Goal of the exercise: Beginning with the first line, transcribe the entries below exactly through the line containing "does not match", inclusive.

[Stored items]
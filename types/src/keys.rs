//! Key and signature types for manager authorization.

use serde::{Deserialize, Serialize};
use zeroize::{Zeroize, ZeroizeOnDrop};

use crate::H256;

/// A 32-byte secp256k1 secret key.
///
/// This type intentionally does not implement `Debug`, `Serialize`, or `Clone`
/// to prevent accidental exposure. Key bytes are zeroized on drop.
#[derive(Zeroize, ZeroizeOnDrop)]
pub struct SecretKey(pub [u8; 32]);

/// A detached, recoverable ECDSA signature split into its `(v, r, s)` parts.
///
/// `v` carries the recovery id, either raw (`0`/`1`) or offset by 27
/// (`27`/`28`) as wallets emit it.
#[derive(Clone, Copy, Debug, PartialEq, Eq, Serialize, Deserialize)]
pub struct SignatureParts {
    pub v: u8,
    pub r: H256,
    pub s: H256,
}

impl SignatureParts {
    /// Offset wallets add to the raw recovery id.
    pub const V_OFFSET: u8 = 27;

    pub fn new(v: u8, r: H256, s: H256) -> Self {
        Self { v, r, s }
    }

    /// Resolve `v` to a raw recovery id (`0` or `1`).
    ///
    /// Returns `None` for any other value.
    pub fn recovery_id(&self) -> Option<u8> {
        match self.v {
            0 | 1 => Some(self.v),
            27 | 28 => Some(self.v - Self::V_OFFSET),
            _ => None,
        }
    }

    /// The 64-byte compact `r ‖ s` encoding.
    pub fn compact(&self) -> [u8; 64] {
        let mut out = [0u8; 64];
        out[..32].copy_from_slice(self.r.as_bytes());
        out[32..].copy_from_slice(self.s.as_bytes());
        out
    }
}
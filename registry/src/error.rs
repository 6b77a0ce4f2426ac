use thiserror::Error;

use crate::HopefulId;

#[derive(Debug, Error, PartialEq, Eq)]
pub enum RegistryError {
    #[error("hopeful {0} not found")]
    NotFound(HopefulId),

    #[error("update for hopeful {id} does not match the stored entry: {reason}")]
    Mismatch { id: HopefulId, reason: &'static str },
}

Written answer:
filename types/src/keys.rs
//! Key and signature types for manager authorization.

use serde::{Deserialize, Serialize};
use zeroize::{Zeroize, ZeroizeOnDrop};

use crate::H256;

/// A 32-byte secp256k1 secret key.
///
/// This type intentionally does not implement `Debug`, `Serialize`, or `Clone`
/// to prevent accidental exposure. Key bytes are zeroized on drop.
#[derive(Zeroize, ZeroizeOnDrop)]
pub struct SecretKey(pub [u8; 32]);

/// A detached, recoverable ECDSA signature split into its `(v, r, s)` parts.
///
/// `v` carries the recovery id, either raw (`0`/`1`) or offset by 27
/// (`27`/`28`) as wallets emit it.
#[derive(Clone, Copy, Debug, PartialEq, Eq, Serialize, Deserialize)]
pub struct SignatureParts {
    pub v: u8,
    pub r: H256,
    pub s: H256,
}

impl SignatureParts {
    /// Offset wallets add to the raw recovery id.
    pub const V_OFFSET: u8 = 27;

    pub fn new(v: u8, r: H256, s: H256) -> Self {
        Self { v, r, s }
    }

    /// Resolve `v` to a raw recovery id (`0` or `1`).
    ///
    /// Returns `None` for any other value.
    pub fn recovery_id(&self) -> Option<u8> {
        match self.v {
            0 | 1 => Some(self.v),
            27 | 28 => Some(self.v - Self::V_OFFSET),
            _ => None,
        }
    }

    /// The 64-byte compact `r ‖ s` encoding.
    pub fn compact(&self) -> [u8; 64] {
        let mut out = [0u8; 64];
        out[..32].copy_from_slice(self.r.as_bytes());
        out[32..].copy_from_slice(self.s.as_bytes());
        out
    }
}
filename registry/src/error.rs
repository 6b77a0ce4f2426ac
use thiserror::Error;

use crate::HopefulId;

#[derive(Debug, Error, PartialEq, Eq)]
pub enum RegistryError {
    #[error("hopeful {0} not found")]
    NotFound(HopefulId),

    #[error("update for hopeful {id} does not match the stored entry: {reason}")]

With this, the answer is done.